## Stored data

== Segment start ==

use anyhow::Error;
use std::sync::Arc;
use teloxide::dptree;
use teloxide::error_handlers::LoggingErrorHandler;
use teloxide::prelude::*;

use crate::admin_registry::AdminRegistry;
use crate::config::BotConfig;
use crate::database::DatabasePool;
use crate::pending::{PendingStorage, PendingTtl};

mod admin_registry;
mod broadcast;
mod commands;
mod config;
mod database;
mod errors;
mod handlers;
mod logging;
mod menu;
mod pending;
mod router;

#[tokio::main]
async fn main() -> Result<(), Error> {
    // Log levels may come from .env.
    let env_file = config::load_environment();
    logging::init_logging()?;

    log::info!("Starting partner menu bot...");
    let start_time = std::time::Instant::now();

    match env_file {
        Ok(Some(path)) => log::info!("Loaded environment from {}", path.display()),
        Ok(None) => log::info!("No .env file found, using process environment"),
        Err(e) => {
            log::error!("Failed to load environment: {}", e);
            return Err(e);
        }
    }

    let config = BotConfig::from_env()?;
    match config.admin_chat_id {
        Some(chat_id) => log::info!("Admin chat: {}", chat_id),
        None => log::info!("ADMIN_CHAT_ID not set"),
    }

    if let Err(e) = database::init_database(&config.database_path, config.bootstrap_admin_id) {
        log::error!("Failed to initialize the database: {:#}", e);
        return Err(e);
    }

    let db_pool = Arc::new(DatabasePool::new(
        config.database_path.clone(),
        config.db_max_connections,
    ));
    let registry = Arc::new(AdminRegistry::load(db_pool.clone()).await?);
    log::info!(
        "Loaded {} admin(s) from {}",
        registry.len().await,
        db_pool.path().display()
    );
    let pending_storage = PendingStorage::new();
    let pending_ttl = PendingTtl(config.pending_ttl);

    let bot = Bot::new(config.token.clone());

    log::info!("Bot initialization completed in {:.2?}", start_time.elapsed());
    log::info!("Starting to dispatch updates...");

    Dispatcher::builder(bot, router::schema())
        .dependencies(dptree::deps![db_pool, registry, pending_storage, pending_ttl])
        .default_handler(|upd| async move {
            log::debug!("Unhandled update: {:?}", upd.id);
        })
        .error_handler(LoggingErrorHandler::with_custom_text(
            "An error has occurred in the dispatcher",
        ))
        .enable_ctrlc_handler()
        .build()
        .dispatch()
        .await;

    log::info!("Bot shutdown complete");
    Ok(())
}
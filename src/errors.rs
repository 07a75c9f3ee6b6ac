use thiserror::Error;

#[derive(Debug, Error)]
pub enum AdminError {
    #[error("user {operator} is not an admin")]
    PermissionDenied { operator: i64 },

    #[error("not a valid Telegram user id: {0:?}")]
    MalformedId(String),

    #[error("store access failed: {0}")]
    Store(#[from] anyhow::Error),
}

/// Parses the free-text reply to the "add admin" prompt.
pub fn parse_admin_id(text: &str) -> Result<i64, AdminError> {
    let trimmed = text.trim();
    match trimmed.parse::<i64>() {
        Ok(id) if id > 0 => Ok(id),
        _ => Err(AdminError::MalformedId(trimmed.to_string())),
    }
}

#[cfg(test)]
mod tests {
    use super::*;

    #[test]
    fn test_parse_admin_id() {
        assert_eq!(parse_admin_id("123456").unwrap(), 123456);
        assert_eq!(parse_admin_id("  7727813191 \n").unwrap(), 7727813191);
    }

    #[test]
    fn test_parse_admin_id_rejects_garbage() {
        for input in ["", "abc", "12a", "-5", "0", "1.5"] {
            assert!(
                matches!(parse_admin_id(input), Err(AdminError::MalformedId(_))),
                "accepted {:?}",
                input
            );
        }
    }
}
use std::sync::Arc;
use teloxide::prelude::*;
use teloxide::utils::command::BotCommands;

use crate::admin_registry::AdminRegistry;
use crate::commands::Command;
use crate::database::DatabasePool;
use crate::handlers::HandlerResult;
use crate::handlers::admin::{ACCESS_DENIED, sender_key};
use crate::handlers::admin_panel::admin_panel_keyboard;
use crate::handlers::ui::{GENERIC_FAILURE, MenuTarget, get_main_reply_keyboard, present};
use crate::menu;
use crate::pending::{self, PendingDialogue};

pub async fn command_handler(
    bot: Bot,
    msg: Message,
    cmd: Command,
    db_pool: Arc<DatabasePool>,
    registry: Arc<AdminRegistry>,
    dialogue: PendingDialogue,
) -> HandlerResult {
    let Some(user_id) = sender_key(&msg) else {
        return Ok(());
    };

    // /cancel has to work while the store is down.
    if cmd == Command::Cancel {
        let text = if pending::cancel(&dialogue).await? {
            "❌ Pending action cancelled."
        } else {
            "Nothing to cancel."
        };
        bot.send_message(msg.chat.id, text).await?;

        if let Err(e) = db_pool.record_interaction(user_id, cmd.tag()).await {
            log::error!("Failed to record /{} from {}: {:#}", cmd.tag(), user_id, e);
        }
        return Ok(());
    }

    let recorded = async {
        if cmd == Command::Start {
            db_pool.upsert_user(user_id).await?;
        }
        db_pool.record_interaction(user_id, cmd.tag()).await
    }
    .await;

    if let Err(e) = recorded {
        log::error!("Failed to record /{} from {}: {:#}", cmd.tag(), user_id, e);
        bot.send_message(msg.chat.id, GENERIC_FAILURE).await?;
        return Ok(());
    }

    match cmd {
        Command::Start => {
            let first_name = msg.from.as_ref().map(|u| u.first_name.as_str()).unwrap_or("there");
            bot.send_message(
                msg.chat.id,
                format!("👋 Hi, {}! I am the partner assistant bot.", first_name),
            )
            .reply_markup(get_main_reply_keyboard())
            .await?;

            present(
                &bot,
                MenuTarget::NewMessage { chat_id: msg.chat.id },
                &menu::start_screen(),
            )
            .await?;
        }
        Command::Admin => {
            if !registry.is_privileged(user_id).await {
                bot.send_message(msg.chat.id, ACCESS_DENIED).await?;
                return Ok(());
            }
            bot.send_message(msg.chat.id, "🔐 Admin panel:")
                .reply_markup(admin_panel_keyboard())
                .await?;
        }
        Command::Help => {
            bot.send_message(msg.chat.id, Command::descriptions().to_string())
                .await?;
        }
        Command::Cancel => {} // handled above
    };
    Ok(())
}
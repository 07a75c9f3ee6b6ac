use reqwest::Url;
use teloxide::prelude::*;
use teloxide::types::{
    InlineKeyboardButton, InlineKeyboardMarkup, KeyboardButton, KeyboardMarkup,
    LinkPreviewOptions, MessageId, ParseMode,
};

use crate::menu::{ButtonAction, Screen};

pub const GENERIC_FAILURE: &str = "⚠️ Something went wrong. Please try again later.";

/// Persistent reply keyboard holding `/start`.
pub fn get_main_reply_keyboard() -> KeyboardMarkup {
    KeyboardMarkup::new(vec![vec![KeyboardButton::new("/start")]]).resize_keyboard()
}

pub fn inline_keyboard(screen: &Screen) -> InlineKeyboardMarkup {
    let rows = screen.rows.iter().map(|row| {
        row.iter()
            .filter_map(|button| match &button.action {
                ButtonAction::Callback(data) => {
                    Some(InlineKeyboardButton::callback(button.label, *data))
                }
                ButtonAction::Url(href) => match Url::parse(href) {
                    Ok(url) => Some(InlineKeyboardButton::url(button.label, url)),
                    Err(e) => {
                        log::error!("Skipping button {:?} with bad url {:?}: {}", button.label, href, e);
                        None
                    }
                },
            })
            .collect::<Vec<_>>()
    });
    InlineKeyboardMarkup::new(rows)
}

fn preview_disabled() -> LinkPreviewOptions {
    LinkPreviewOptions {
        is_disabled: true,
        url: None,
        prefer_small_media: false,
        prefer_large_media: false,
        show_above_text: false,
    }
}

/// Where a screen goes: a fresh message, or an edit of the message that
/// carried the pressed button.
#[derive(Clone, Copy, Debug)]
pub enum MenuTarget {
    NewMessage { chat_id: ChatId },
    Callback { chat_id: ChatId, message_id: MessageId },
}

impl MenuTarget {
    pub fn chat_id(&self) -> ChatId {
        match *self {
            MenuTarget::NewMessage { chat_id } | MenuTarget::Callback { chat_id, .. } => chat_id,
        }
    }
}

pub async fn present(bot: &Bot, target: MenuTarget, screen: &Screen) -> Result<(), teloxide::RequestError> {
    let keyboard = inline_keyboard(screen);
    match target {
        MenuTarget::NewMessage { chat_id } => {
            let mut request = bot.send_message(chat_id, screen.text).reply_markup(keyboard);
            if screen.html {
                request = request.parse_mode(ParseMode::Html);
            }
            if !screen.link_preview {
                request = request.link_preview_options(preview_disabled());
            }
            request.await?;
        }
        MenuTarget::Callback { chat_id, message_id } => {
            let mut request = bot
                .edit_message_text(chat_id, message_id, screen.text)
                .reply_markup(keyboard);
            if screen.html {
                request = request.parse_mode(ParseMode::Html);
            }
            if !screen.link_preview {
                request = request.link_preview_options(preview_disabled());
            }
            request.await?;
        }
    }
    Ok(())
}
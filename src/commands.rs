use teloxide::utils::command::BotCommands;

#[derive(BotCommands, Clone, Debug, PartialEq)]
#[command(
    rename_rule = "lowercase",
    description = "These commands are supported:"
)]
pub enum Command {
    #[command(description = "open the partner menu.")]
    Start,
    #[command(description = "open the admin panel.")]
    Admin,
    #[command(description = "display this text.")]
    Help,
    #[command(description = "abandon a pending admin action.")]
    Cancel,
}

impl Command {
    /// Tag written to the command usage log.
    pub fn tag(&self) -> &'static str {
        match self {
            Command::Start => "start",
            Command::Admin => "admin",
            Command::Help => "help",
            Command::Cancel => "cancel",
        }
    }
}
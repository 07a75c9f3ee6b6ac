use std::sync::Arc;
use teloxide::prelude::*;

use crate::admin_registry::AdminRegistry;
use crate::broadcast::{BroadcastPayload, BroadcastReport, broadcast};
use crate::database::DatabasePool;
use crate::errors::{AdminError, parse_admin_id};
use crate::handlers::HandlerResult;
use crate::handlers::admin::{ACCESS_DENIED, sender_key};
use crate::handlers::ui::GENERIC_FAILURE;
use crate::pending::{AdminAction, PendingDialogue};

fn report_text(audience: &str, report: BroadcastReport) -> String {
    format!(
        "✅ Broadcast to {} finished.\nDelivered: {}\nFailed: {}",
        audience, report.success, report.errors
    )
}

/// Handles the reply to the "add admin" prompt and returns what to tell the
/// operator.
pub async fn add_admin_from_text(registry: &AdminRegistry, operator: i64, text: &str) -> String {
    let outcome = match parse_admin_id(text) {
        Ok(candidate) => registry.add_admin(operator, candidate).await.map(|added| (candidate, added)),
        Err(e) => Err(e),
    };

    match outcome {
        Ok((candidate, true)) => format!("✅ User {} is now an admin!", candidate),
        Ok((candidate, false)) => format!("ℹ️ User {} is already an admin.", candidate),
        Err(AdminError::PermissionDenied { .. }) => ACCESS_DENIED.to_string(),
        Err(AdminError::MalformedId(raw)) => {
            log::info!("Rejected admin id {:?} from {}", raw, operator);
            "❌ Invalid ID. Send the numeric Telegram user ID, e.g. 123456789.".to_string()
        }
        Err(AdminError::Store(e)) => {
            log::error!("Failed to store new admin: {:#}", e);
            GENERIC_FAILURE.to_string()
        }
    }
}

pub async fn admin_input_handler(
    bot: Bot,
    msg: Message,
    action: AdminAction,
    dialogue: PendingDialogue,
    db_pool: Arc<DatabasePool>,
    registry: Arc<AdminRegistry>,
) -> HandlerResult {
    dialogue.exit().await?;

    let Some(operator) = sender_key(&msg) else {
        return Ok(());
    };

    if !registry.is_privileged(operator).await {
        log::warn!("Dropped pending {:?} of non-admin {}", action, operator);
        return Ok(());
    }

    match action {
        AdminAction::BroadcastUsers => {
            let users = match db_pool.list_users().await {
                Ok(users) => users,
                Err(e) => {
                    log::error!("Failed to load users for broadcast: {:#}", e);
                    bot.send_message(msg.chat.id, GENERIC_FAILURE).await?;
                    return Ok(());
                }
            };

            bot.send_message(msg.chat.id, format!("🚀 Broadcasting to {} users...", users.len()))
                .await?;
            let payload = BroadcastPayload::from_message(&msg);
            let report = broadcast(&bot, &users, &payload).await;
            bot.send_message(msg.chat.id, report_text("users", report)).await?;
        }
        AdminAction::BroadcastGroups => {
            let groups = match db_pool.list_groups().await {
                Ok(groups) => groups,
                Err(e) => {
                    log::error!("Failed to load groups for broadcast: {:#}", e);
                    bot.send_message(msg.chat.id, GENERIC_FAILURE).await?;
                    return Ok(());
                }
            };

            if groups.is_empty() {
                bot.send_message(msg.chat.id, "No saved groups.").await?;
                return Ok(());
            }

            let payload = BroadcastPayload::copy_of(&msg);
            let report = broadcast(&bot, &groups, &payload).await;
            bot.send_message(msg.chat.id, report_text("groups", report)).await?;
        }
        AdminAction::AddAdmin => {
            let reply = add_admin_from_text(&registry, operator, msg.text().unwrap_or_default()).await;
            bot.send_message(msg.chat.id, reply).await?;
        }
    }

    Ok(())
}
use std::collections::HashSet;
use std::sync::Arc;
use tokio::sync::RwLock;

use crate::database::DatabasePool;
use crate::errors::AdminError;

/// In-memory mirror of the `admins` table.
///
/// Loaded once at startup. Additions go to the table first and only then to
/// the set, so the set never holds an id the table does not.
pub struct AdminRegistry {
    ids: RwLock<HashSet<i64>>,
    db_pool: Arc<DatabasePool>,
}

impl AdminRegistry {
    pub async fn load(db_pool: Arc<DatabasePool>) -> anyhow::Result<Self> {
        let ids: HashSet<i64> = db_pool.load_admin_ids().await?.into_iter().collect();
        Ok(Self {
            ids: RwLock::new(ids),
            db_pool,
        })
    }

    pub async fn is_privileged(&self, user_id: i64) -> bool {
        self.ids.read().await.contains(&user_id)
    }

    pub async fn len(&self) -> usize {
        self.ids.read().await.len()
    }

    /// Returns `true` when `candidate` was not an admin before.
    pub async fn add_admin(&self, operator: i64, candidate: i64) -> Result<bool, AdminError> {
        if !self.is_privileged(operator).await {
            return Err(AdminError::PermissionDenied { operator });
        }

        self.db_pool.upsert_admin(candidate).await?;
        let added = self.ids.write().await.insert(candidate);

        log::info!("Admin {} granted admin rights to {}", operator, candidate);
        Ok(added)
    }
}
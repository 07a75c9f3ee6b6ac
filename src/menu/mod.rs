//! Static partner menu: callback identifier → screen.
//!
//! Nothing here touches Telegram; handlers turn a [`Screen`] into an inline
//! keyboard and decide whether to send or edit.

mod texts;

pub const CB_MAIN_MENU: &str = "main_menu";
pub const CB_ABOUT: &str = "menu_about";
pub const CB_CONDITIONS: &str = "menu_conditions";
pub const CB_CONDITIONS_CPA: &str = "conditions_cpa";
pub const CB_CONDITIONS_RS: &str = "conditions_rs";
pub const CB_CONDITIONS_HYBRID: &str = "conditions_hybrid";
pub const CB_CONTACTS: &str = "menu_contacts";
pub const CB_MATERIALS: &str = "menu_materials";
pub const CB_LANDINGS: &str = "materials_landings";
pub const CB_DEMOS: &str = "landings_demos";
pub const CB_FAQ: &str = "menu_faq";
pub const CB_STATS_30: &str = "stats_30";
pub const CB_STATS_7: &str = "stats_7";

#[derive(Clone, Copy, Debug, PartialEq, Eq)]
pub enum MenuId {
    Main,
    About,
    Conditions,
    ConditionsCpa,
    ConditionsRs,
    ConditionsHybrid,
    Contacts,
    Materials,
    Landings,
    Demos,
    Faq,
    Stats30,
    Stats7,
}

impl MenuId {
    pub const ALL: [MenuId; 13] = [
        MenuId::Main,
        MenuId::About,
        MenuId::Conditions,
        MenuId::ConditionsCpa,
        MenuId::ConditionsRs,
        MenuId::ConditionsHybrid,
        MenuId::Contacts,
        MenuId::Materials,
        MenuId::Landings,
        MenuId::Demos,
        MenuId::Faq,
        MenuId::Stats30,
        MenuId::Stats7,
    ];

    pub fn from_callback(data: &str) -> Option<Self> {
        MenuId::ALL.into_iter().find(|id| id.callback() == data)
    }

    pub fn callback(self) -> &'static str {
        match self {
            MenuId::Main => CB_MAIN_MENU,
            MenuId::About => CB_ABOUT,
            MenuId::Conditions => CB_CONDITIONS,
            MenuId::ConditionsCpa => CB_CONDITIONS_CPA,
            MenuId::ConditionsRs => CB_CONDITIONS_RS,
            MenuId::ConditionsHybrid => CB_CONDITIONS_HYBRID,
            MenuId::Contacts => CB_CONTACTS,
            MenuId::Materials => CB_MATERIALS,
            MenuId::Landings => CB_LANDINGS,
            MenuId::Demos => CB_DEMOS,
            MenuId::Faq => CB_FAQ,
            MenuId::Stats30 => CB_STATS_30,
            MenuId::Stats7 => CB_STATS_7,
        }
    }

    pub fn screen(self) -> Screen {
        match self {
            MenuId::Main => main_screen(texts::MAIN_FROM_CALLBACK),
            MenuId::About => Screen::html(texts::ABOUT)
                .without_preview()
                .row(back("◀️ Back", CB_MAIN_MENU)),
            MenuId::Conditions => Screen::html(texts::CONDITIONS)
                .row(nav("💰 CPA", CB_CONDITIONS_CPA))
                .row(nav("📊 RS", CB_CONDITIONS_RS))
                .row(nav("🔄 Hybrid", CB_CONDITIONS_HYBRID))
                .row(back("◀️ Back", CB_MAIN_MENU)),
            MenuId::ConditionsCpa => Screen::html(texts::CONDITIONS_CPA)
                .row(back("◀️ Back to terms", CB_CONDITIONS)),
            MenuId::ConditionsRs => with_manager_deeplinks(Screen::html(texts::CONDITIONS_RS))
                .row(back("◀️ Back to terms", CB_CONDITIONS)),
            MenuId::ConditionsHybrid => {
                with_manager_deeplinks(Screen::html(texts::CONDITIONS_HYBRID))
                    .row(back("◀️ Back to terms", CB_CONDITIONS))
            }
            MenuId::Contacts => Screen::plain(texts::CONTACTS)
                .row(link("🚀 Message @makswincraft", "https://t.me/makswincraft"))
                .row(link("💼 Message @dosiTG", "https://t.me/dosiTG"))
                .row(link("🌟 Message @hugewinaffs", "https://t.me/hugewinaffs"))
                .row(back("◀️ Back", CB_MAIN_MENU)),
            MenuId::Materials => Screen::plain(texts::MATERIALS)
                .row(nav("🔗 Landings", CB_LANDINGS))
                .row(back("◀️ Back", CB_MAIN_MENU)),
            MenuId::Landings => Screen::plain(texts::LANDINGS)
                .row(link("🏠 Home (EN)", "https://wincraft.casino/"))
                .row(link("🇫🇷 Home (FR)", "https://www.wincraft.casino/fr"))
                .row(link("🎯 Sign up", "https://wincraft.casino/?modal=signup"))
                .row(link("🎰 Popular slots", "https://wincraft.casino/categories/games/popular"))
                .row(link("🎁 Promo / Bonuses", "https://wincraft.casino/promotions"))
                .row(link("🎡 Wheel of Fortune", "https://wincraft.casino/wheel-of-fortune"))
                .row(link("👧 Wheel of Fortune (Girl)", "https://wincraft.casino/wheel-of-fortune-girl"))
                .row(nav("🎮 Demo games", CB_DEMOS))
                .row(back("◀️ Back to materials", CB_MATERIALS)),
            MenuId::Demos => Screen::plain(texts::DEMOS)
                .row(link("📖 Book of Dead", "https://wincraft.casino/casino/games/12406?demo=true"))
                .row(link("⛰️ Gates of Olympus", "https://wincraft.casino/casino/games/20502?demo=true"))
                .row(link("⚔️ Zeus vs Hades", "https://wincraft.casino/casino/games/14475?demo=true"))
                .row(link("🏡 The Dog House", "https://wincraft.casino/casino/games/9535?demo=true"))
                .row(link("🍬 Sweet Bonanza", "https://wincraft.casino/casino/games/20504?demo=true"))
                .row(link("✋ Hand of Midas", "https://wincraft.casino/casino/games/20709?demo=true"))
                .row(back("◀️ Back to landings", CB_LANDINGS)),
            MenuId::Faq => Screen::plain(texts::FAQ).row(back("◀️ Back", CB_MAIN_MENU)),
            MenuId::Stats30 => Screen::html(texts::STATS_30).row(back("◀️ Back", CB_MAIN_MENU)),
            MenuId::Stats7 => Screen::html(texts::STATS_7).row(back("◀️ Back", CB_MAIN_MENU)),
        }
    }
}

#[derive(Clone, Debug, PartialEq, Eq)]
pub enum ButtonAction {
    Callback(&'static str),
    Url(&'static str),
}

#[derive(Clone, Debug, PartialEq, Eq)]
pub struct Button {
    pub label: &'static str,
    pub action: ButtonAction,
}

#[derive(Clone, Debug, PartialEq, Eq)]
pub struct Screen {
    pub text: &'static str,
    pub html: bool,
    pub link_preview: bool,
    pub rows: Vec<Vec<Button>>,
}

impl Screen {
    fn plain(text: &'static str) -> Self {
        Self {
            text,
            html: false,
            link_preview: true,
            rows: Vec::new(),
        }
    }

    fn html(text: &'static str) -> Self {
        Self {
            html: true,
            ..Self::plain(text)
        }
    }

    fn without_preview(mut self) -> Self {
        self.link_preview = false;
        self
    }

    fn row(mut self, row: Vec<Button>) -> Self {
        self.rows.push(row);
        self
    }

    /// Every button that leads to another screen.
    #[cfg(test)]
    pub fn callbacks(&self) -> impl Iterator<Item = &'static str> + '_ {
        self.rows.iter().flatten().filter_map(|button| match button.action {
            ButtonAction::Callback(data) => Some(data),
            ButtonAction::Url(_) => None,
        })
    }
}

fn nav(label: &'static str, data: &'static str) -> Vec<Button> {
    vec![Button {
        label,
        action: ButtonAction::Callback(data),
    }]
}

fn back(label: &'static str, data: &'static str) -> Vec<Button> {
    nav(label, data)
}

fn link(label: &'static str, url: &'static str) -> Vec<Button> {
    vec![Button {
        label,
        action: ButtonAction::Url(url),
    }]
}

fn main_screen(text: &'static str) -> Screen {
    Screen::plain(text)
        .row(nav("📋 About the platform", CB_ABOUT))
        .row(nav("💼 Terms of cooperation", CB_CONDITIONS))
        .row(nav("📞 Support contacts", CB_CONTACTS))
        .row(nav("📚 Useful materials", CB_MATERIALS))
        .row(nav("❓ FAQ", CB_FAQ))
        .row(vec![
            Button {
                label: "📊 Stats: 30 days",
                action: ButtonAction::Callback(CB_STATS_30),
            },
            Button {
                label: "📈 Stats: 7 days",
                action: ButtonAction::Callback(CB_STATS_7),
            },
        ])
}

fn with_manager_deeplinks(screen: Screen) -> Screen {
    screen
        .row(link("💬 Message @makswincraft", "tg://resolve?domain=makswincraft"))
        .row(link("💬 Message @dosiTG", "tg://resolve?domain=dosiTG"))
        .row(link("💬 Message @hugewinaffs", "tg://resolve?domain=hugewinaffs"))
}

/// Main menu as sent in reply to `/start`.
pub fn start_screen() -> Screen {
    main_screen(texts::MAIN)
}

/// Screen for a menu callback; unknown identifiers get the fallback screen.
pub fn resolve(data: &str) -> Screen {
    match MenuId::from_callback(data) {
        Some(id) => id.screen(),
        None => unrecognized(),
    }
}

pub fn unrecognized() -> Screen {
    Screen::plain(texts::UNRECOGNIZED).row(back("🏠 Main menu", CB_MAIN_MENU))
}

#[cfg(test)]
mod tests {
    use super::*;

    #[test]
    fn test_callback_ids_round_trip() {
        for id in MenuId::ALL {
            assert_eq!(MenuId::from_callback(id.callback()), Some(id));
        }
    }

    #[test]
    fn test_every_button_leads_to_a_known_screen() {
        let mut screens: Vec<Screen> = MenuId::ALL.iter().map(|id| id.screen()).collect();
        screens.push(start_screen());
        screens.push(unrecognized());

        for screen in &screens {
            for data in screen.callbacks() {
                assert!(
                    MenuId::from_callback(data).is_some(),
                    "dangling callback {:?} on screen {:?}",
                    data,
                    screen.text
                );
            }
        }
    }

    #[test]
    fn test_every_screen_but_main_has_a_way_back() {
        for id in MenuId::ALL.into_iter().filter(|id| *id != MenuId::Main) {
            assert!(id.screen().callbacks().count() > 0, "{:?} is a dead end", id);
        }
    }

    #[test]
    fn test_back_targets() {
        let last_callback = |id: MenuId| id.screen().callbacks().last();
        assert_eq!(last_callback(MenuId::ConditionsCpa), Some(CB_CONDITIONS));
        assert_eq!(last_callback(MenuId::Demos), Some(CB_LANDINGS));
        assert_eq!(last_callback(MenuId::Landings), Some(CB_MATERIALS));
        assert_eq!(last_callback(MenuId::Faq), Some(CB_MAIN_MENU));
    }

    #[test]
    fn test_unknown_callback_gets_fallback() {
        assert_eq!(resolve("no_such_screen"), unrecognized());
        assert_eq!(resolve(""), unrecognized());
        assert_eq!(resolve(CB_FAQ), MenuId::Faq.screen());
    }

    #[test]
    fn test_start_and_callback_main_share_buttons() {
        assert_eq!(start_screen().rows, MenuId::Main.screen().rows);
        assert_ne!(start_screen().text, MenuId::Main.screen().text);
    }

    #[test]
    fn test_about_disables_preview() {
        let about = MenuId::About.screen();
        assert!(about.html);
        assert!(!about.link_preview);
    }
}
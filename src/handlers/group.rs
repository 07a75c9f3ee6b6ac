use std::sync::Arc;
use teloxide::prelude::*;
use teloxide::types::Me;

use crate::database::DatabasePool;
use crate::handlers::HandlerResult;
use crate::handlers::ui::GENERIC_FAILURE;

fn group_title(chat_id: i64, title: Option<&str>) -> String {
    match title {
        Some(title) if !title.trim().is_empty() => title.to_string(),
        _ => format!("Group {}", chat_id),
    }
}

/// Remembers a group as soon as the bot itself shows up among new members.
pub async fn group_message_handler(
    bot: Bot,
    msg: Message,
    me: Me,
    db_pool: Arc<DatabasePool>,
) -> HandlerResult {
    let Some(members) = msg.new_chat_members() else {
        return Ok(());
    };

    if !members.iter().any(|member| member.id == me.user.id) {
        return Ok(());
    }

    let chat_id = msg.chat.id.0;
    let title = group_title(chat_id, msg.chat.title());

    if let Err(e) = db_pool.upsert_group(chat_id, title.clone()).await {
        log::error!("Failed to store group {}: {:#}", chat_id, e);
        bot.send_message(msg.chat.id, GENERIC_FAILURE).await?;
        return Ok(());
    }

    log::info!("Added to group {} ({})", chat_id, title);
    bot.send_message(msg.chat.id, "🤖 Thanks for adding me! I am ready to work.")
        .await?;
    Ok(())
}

== Segment end ==

## Goal of the exercise
Copy out each line in the preceding records that contains "NewMessage".

## Completed exercise
                MenuTarget::NewMessage { chat_id: msg.chat.id },
    NewMessage { chat_id: ChatId },
            MenuTarget::NewMessage { chat_id } | MenuTarget::Callback { chat_id, .. } => chat_id,
        MenuTarget::NewMessage { chat_id } => {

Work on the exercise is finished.